But it was not always necessay, for example if your first row is already smiles, you don't need to do anything.

### Display the structures

In [None]:
from rdkit import Chem
from rdkit.Chem import Draw
from rdkit.Chem import rdDepictor
from IPython.display import display
import math

# Function to split the list into chunks
def chunks(lst, n):
    for i in range(0, len(lst), n):
        yield lst[i:i + n]

# Read SMILES from file
smiles_file = 'smile.smi'  # Replace with the path to your SMILES file

with open(smiles_file, 'r') as file:
    smiles_list = [line.strip() for line in file]

# Convert SMILES to RDKit molecule objects
molecules = [Chem.MolFromSmiles(smiles) for smiles in smiles_list if smiles]

# Generate 2D coordinates for each molecule (important for drawing)
for mol in molecules:
    if mol:
        rdDepictor.Compute2DCoords(mol)

# Add entry numbers as legends
legends = [f'{i+1}' for i in range(len(molecules))]
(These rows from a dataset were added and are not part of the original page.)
//! Filesystem primitives behind apply and restore.

use std::fs;
use std::io;
use std::path::{Path, PathBuf};

fn sibling_tmp(to: &Path) -> PathBuf {
    let name = to
        .file_name()
        .map(|n| n.to_string_lossy().into_owned())
        .unwrap_or_else(|| "file".to_string());
    to.with_file_name(format!(".{}.gu-tmp.{}", name, std::process::id()))
}

/// Atomically replace `to` with a copy of `from`.
///
/// The copy is written next to `to` and renamed over it, so `to` holds
/// either the old or the new content. Parent directories are created.
pub fn replace_file(from: &Path, to: &Path) -> io::Result<()> {
    if let Some(parent) = to.parent() {
        fs::create_dir_all(parent)?;
    }
    let tmp = sibling_tmp(to);
    let result = (|| {
        fs::copy(from, &tmp)?;
        fs::File::open(&tmp)?.sync_all()?;
        fs::rename(&tmp, to)
    })();
    if result.is_err() {
        let _ = fs::remove_file(&tmp);
    }
    result
}

/// Remove a file; an already missing file is success.
pub fn remove_if_exists(path: &Path) -> io::Result<()> {
    match fs::remove_file(path) {
        Ok(()) => Ok(()),
        Err(e) if e.kind() == io::ErrorKind::NotFound => Ok(()),
        Err(e) => Err(e),
    }
}

/// Relative paths of every regular file under `root`, sorted.
pub fn list_files(root: &Path) -> io::Result<Vec<PathBuf>> {
    let mut out = Vec::new();
    let mut stack = vec![root.to_path_buf()];
    while let Some(dir) = stack.pop() {
        for entry in fs::read_dir(&dir)? {
            let entry = entry?;
            let path = entry.path();
            let file_type = entry.file_type()?;
            if file_type.is_dir() {
                stack.push(path);
            } else if file_type.is_file() {
                if let Ok(relative) = path.strip_prefix(root) {
                    out.push(relative.to_path_buf());
                }
            }
        }
    }
    out.sort();
    Ok(out)
}
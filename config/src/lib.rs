//! Configuration loading, parsing, and persistence for Pulse.
//!
//! The on-disk format is TOML (`~/.pulse/config.toml` by default, or the path in
//! `PULSE_CONFIG`):
//!
//! ```toml
//! [auth]
//! token = "..."
//! email = "ops@example.com"
//! password = "${PULSE_PASSWORD}"
//!
//! [probe]
//! hosts = ["a.example.com", "b.example.com"]
//! lookback_days = 1
//! batch_size = 10
//! ```
//!
//! Runs only ever mutate the credential, so [`ConfigSink::save`] rewrites
//! `auth.token` in place and leaves the rest of the file (comments and
//! `${VAR}` references included) untouched.

mod env;
mod model;
mod paths;
mod store;

use std::path::PathBuf;

use thiserror::Error;

pub use env::expand_env_vars;
pub use model::{
    ApiConfig, AuthConfig, Config, DEFAULT_API_BASE_URL, DEFAULT_BATCH_SIZE, DEFAULT_FORWARDED_HOST,
    DEFAULT_LOOKBACK_DAYS, DEFAULT_TIMEOUT_SECS, DEFAULT_UTC_OFFSET, LoginCredentials,
    MAX_LOOKBACK_DAYS, ProbeConfig, Scheme, StorageConfig,
};
pub use paths::{DATA_DIR_NAME, data_dir, ensure_private_dir};
pub use store::{CONFIG_ENV_VAR, ConfigSink, FileConfigStore, config_path};

#[derive(Debug, Error)]
pub enum ConfigError {
    #[error("could not determine config path (set {CONFIG_ENV_VAR})")]
    NoPath,
    #[error("failed to read config at {}: {source}", path.display())]
    Read {
        path: PathBuf,
        source: std::io::Error,
    },
    #[error("failed to parse config at {}: {source}", path.display())]
    Parse {
        path: PathBuf,
        source: toml::de::Error,
    },
    #[error("failed to edit config at {}: {source}", path.display())]
    Edit {
        path: PathBuf,
        source: toml_edit::TomlError,
    },
    #[error("failed to write config at {}: {source}", path.display())]
    Write {
        path: PathBuf,
        source: std::io::Error,
    },
    #[error("invalid config: {0}")]
    Invalid(String),
}

impl ConfigError {
    #[must_use]
    pub fn path(&self) -> Option<&PathBuf> {
        match self {
            ConfigError::Read { path, .. }
            | ConfigError::Parse { path, .. }
            | ConfigError::Edit { path, .. }
            | ConfigError::Write { path, .. } => Some(path),
            ConfigError::NoPath | ConfigError::Invalid(_) => None,
        }
    }
}
use std::collections::HashSet;
use std::num::NonZeroUsize;
use std::time::{Duration, Instant};

use chrono::Utc;
use futures_util::future::join_all;

use pulse_config::Scheme;
use pulse_transport::reqwest::header::HeaderMap;
use pulse_transport::{LookbackWindow, ProbeFailure, Transport, probe_url};
use pulse_types::{Host, ProbeOutcome, ResultSet};

/// Everything shared by the probes of one run.
#[derive(Debug, Clone)]
pub struct ProbeRequest {
    pub headers: HeaderMap,
    pub window: LookbackWindow,
    pub scheme: Scheme,
}

/// Drop repeated hosts, keeping the first occurrence of each.
#[must_use]
pub fn dedupe(hosts: &[Host]) -> Vec<Host> {
    let mut seen = HashSet::with_capacity(hosts.len());
    hosts
        .iter()
        .filter(|host| seen.insert(*host))
        .cloned()
        .collect()
}

/// Ordered batches of at most `size` hosts; only the last may be shorter.
pub fn partition(hosts: &[Host], size: NonZeroUsize) -> impl Iterator<Item = &[Host]> {
    hosts.chunks(size.get())
}

pub struct ProbeEngine {
    transport: Transport,
    batch_size: NonZeroUsize,
}

impl ProbeEngine {
    #[must_use]
    pub fn new(transport: Transport, batch_size: NonZeroUsize) -> Self {
        Self {
            transport,
            batch_size,
        }
    }

    /// Probe every distinct host once.
    ///
    /// Batches run one after another; the probes inside a batch run
    /// concurrently and are all joined before the next batch starts.
    pub async fn run(&self, hosts: &[Host], request: &ProbeRequest) -> ResultSet {
        let hosts = dedupe(hosts);
        let mut results = ResultSet::new();

        for (index, batch) in partition(&hosts, self.batch_size).enumerate() {
            tracing::debug!(batch = index, size = batch.len(), "Probing batch");
            let outcomes = join_all(batch.iter().map(|host| self.probe(host, request))).await;
            results.merge(outcomes);
        }

        results
    }

    /// Probe one host. Never fails: errors become a recorded status.
    pub async fn probe(&self, host: &Host, request: &ProbeRequest) -> ProbeOutcome {
        let observed_at = Utc::now();
        let started = Instant::now();

        let response = match probe_url(request.scheme.as_str(), host, &request.window) {
            Ok(url) => self.transport.get(url, &request.headers).await,
            Err(failure) => Err(failure),
        };
        let latency = started.elapsed();
        let latency_ms = u64::try_from(latency.as_millis()).unwrap_or(u64::MAX);

        let status = match response {
            Ok(status) if status.is_success() => {
                tracing::debug!(%host, status = status.as_u16(), latency_ms, "Probe succeeded");
                status.as_u16()
            }
            Ok(status) => report(
                host,
                &ProbeFailure::Http {
                    status: status.as_u16(),
                },
                latency_ms,
            ),
            Err(failure) => report(host, &failure, latency_ms),
        };

        ProbeOutcome::new(host.clone(), status, latency, observed_at)
    }
}

/// Record `failure` for every distinct host without sending anything.
///
/// Used when no probe can be built at all, so the run still has one outcome
/// per host to store.
#[must_use]
pub fn record_failure(hosts: &[Host], failure: &ProbeFailure) -> ResultSet {
    let observed_at = Utc::now();
    let mut results = ResultSet::new();
    results.merge(dedupe(hosts).into_iter().map(|host| {
        let status = report(&host, failure, 0);
        ProbeOutcome::new(host, status, Duration::ZERO, observed_at)
    }));
    results
}

fn report(host: &Host, failure: &ProbeFailure, latency_ms: u64) -> u16 {
    let status = failure.recorded_status();
    tracing::warn!(
        %host,
        kind = failure.kind(),
        status,
        latency_ms,
        error = %failure,
        "Probe failed"
    );
    status
}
# Split the molecules into chunks
molecule_chunks = list(chunks(molecules, 50))  # Adjust the chunk size as needed
legend_chunks = list(chunks(legends, 50))

# Draw and display images for each chunk
for i, (chunk, legend_chunk) in enumerate(zip(molecule_chunks, legend_chunks)):
    img = Draw.MolsToImage(chunk, subImgSize=(200, 200), legends=legend_chunk, molsPerRow=4)
    display(img)